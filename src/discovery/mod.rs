//! Upload-target discovery.
//!
//! | Module | Description |
//! |--------|-------------|
//! | `walker` | [`DeepWalker`]: pattern matching across shadow roots and frames |
//! | `resolver` | [`pick_first_match`] and [`resolve_file_input`] |

// ============================================================================
// Submodules
// ============================================================================

/// Candidate and file-input resolution.
pub mod resolver;

/// Deep traversal.
pub mod walker;

// ============================================================================
// Re-exports
// ============================================================================

pub use resolver::{any_element, file_input, pick_first_match, resolve_file_input, visible};
pub use walker::{Candidate, DeepWalker, EXTENSION_ID_PREFIX};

========================

Problem to work on: Reproduce each entry exactly, with nothing missing.

Reply to the task:
filename src/discovery/mod.rs
//! Upload-target discovery.
//!
//! | Module | Description |
//! |--------|-------------|
//! | `walker` | [`DeepWalker`]: pattern matching across shadow roots and frames |
//! | `resolver` | [`pick_first_match`] and [`resolve_file_input`] |

// ============================================================================
// Submodules
// ============================================================================

/// Candidate and file-input resolution.
pub mod resolver;

/// Deep traversal.
pub mod walker;

// ============================================================================
// Re-exports
// ============================================================================

pub use resolver::{any_element, file_input, pick_first_match, resolve_file_input, visible};
pub use walker::{Candidate, DeepWalker, EXTENSION_ID_PREFIX};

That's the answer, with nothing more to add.